Start of INPUT

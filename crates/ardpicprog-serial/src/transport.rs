//! Transport layer abstraction for programmer communication
//!
//! This module provides a unified byte-stream interface over serial ports,
//! TCP sockets and in-process emulators.

use std::time::Duration;

use crate::error::Result;

/// Ordered byte stream to a programmer
pub trait Transport {
    /// Write all of `data`
    fn write(&mut self, data: &[u8]) -> Result<()>;

    /// Read up to `buf.len()` bytes
    ///
    /// Waits at most the current receive timeout. Returns the number of
    /// bytes read, or 0 if nothing arrived in time or the stream ended.
    fn read(&mut self, buf: &mut [u8]) -> Result<usize>;

    /// Set the receive timeout used by [`Transport::read`]
    fn set_timeout(&mut self, timeout: Duration) -> Result<()>;

    /// Whether the transport has not been closed yet
    fn is_open(&self) -> bool;

    /// Close the transport; further reads and writes fail
    fn close(&mut self) -> Result<()>;
}

impl<T: Transport + ?Sized> Transport for Box<T> {
    fn write(&mut self, data: &[u8]) -> Result<()> {
        (**self).write(data)
    }

    fn read(&mut self, buf: &mut [u8]) -> Result<usize> {
        (**self).read(buf)
    }

    fn set_timeout(&mut self, timeout: Duration) -> Result<()> {
        (**self).set_timeout(timeout)
    }

    fn is_open(&self) -> bool {
        (**self).is_open()
    }

    fn close(&mut self) -> Result<()> {
        (**self).close()
    }
}

fn not_connected() -> crate::error::Error {
    std::io::Error::new(std::io::ErrorKind::NotConnected, "transport is closed").into()
}

pub mod serial {
    //! Serial port transport implementation

    use super::*;
    use crate::error::Error;
    use serialport::{DataBits, FlowControl, Parity, SerialPort, StopBits};
    use std::io::{Read, Write};

    /// Serial port transport
    pub struct SerialTransport {
        port: Option<Box<dyn SerialPort>>,
    }

    impl SerialTransport {
        /// Open a serial port at `baud`, 8N1 without flow control
        pub fn open(device: &str, baud: u32) -> Result<Self> {
            let port = serialport::new(device, baud)
                .data_bits(DataBits::Eight)
                .parity(Parity::None)
                .stop_bits(StopBits::One)
                .flow_control(FlowControl::None)
                .timeout(Duration::from_secs(1))
                .open()
                .map_err(|e| Error::Setup(format!("Could not open {}: {}", device, e)))?;

            log::info!("Opened serial port {} at {} baud", device, baud);

            Ok(Self { port: Some(port) })
        }
    }

    impl Transport for SerialTransport {
        fn write(&mut self, data: &[u8]) -> Result<()> {
            let port = self.port.as_mut().ok_or_else(not_connected)?;
            port.write_all(data)?;
            port.flush()?;
            Ok(())
        }

        fn read(&mut self, buf: &mut [u8]) -> Result<usize> {
            let port = self.port.as_mut().ok_or_else(not_connected)?;
            match port.read(buf) {
                Ok(n) => Ok(n),
                Err(e) if e.kind() == std::io::ErrorKind::TimedOut => Ok(0),
                Err(e) => Err(e.into()),
            }
        }

        fn set_timeout(&mut self, timeout: Duration) -> Result<()> {
            let port = self.port.as_mut().ok_or_else(not_connected)?;
            port.set_timeout(timeout)?;
            Ok(())
        }

        fn is_open(&self) -> bool {
            self.port.is_some()
        }

        fn close(&mut self) -> Result<()> {
            if self.port.take().is_some() {
                log::debug!("Closed serial port");
            }
            Ok(())
        }
    }
}

pub mod tcp {
    //! TCP socket transport implementation

    use super::*;
    use crate::error::Error;
    use std::io::{Read, Write};
    use std::net::{Shutdown, TcpStream};

    /// TCP socket transport
    ///
    /// Useful with a serial-to-network bridge in front of the programmer.
    pub struct TcpTransport {
        stream: Option<TcpStream>,
    }

    impl TcpTransport {
        /// Connect to a programmer bridge at `host:port`
        pub fn connect(host: &str, port: u16) -> Result<Self> {
            let addr = format!("{}:{}", host, port);
            log::info!("Connecting to programmer at {}", addr);

            let stream = TcpStream::connect(&addr)
                .map_err(|e| Error::Setup(format!("Could not connect to {}: {}", addr, e)))?;

            stream
                .set_nodelay(true)
                .map_err(|e| Error::Setup(format!("Failed to set TCP_NODELAY: {}", e)))?;
            stream
                .set_read_timeout(Some(Duration::from_secs(1)))
                .map_err(|e| Error::Setup(format!("Failed to set read timeout: {}", e)))?;

            log::info!("Connected to programmer at {}", addr);

            Ok(Self {
                stream: Some(stream),
            })
        }
    }

    impl Transport for TcpTransport {
        fn write(&mut self, data: &[u8]) -> Result<()> {
            let stream = self.stream.as_mut().ok_or_else(not_connected)?;
            stream.write_all(data)?;
            Ok(())
        }

        fn read(&mut self, buf: &mut [u8]) -> Result<usize> {
            let stream = self.stream.as_mut().ok_or_else(not_connected)?;
            match stream.read(buf) {
                Ok(n) => Ok(n),
                Err(e) if e.kind() == std::io::ErrorKind::TimedOut => Ok(0),
                Err(e) if e.kind() == std::io::ErrorKind::WouldBlock => Ok(0),
                Err(e) => Err(e.into()),
            }
        }

        fn set_timeout(&mut self, timeout: Duration) -> Result<()> {
            let stream = self.stream.as_mut().ok_or_else(not_connected)?;
            stream.set_read_timeout(Some(timeout))?;
            Ok(())
        }

        fn is_open(&self) -> bool {
            self.stream.is_some()
        }

        fn close(&mut self) -> Result<()> {
            if let Some(stream) = self.stream.take() {
                // The peer may already be gone
                let _ = stream.shutdown(Shutdown::Both);
                log::debug!("Closed TCP connection");
            }
            Ok(())
        }
    }
}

End of INPUT

WORK INSTRUCTIONS = Output the listing above in its entirety, exactly as given.

OUTPUT FOR THIS TASK =
filename crates/ardpicprog-serial/src/transport.rs
//! Transport layer abstraction for programmer communication
//!
//! This module provides a unified byte-stream interface over serial ports,
//! TCP sockets and in-process emulators.

use std::time::Duration;

use crate::error::Result;

/// Ordered byte stream to a programmer
pub trait Transport {
    /// Write all of `data`
    fn write(&mut self, data: &[u8]) -> Result<()>;

    /// Read up to `buf.len()` bytes
    ///
    /// Waits at most the current receive timeout. Returns the number of
    /// bytes read, or 0 if nothing arrived in time or the stream ended.
    fn read(&mut self, buf: &mut [u8]) -> Result<usize>;

    /// Set the receive timeout used by [`Transport::read`]
    fn set_timeout(&mut self, timeout: Duration) -> Result<()>;

    /// Whether the transport has not been closed yet
    fn is_open(&self) -> bool;

    /// Close the transport; further reads and writes fail
    fn close(&mut self) -> Result<()>;
}

impl<T: Transport + ?Sized> Transport for Box<T> {
    fn write(&mut self, data: &[u8]) -> Result<()> {
        (**self).write(data)
    }

    fn read(&mut self, buf: &mut [u8]) -> Result<usize> {
        (**self).read(buf)
    }

    fn set_timeout(&mut self, timeout: Duration) -> Result<()> {
        (**self).set_timeout(timeout)
    }

    fn is_open(&self) -> bool {
        (**self).is_open()
    }

    fn close(&mut self) -> Result<()> {
        (**self).close()
    }
}

fn not_connected() -> crate::error::Error {
    std::io::Error::new(std::io::ErrorKind::NotConnected, "transport is closed").into()
}

pub mod serial {
    //! Serial port transport implementation

    use super::*;
    use crate::error::Error;
    use serialport::{DataBits, FlowControl, Parity, SerialPort, StopBits};
    use std::io::{Read, Write};

    /// Serial port transport
    pub struct SerialTransport {
        port: Option<Box<dyn SerialPort>>,
    }

    impl SerialTransport {
        /// Open a serial port at `baud`, 8N1 without flow control
        pub fn open(device: &str, baud: u32) -> Result<Self> {
            let port = serialport::new(device, baud)
                .data_bits(DataBits::Eight)
                .parity(Parity::None)
                .stop_bits(StopBits::One)
                .flow_control(FlowControl::None)
                .timeout(Duration::from_secs(1))
                .open()
                .map_err(|e| Error::Setup(format!("Could not open {}: {}", device, e)))?;

            log::info!("Opened serial port {} at {} baud", device, baud);

            Ok(Self { port: Some(port) })
        }
    }

    impl Transport for SerialTransport {
        fn write(&mut self, data: &[u8]) -> Result<()> {
            let port = self.port.as_mut().ok_or_else(not_connected)?;
            port.write_all(data)?;
            port.flush()?;
            Ok(())
        }

        fn read(&mut self, buf: &mut [u8]) -> Result<usize> {
            let port = self.port.as_mut().ok_or_else(not_connected)?;
            match port.read(buf) {
                Ok(n) => Ok(n),
                Err(e) if e.kind() == std::io::ErrorKind::TimedOut => Ok(0),
                Err(e) => Err(e.into()),
            }
        }

        fn set_timeout(&mut self, timeout: Duration) -> Result<()> {
            let port = self.port.as_mut().ok_or_else(not_connected)?;
            port.set_timeout(timeout)?;
            Ok(())
        }

        fn is_open(&self) -> bool {
            self.port.is_some()
        }

        fn close(&mut self) -> Result<()> {
            if self.port.take().is_some() {
                log::debug!("Closed serial port");
            }
            Ok(())
        }
    }
}

pub mod tcp {
    //! TCP socket transport implementation

    use super::*;
    use crate::error::Error;
    use std::io::{Read, Write};
    use std::net::{Shutdown, TcpStream};

    /// TCP socket transport
    ///
    /// Useful with a serial-to-network bridge in front of the programmer.
    pub struct TcpTransport {
        stream: Option<TcpStream>,
    }

    impl TcpTransport {
        /// Connect to a programmer bridge at `host:port`
        pub fn connect(host: &str, port: u16) -> Result<Self> {
            let addr = format!("{}:{}", host, port);
            log::info!("Connecting to programmer at {}", addr);

            let stream = TcpStream::connect(&addr)
                .map_err(|e| Error::Setup(format!("Could not connect to {}: {}", addr, e)))?;

            stream
                .set_nodelay(true)
                .map_err(|e| Error::Setup(format!("Failed to set TCP_NODELAY: {}", e)))?;
            stream
                .set_read_timeout(Some(Duration::from_secs(1)))
                .map_err(|e| Error::Setup(format!("Failed to set read timeout: {}", e)))?;

            log::info!("Connected to programmer at {}", addr);

            Ok(Self {
                stream: Some(stream),
            })
        }
    }

    impl Transport for TcpTransport {
        fn write(&mut self, data: &[u8]) -> Result<()> {
            let stream = self.stream.as_mut().ok_or_else(not_connected)?;
            stream.write_all(data)?;
            Ok(())
        }

        fn read(&mut self, buf: &mut [u8]) -> Result<usize> {
            let stream = self.stream.as_mut().ok_or_else(not_connected)?;
            match stream.read(buf) {
                Ok(n) => Ok(n),
                Err(e) if e.kind() == std::io::ErrorKind::TimedOut => Ok(0),
                Err(e) if e.kind() == std::io::ErrorKind::WouldBlock => Ok(0),
                Err(e) => Err(e.into()),
            }
        }

        fn set_timeout(&mut self, timeout: Duration) -> Result<()> {
            let stream = self.stream.as_mut().ok_or_else(not_connected)?;
            stream.set_read_timeout(Some(timeout))?;
            Ok(())
        }

        fn is_open(&self) -> bool {
            self.stream.is_some()
        }

        fn close(&mut self) -> Result<()> {
            if let Some(stream) = self.stream.take() {
                // The peer may already be gone
                let _ = stream.shutdown(Shutdown::Both);
                log::debug!("Closed TCP connection");
            }
            Ok(())
        }
    }
}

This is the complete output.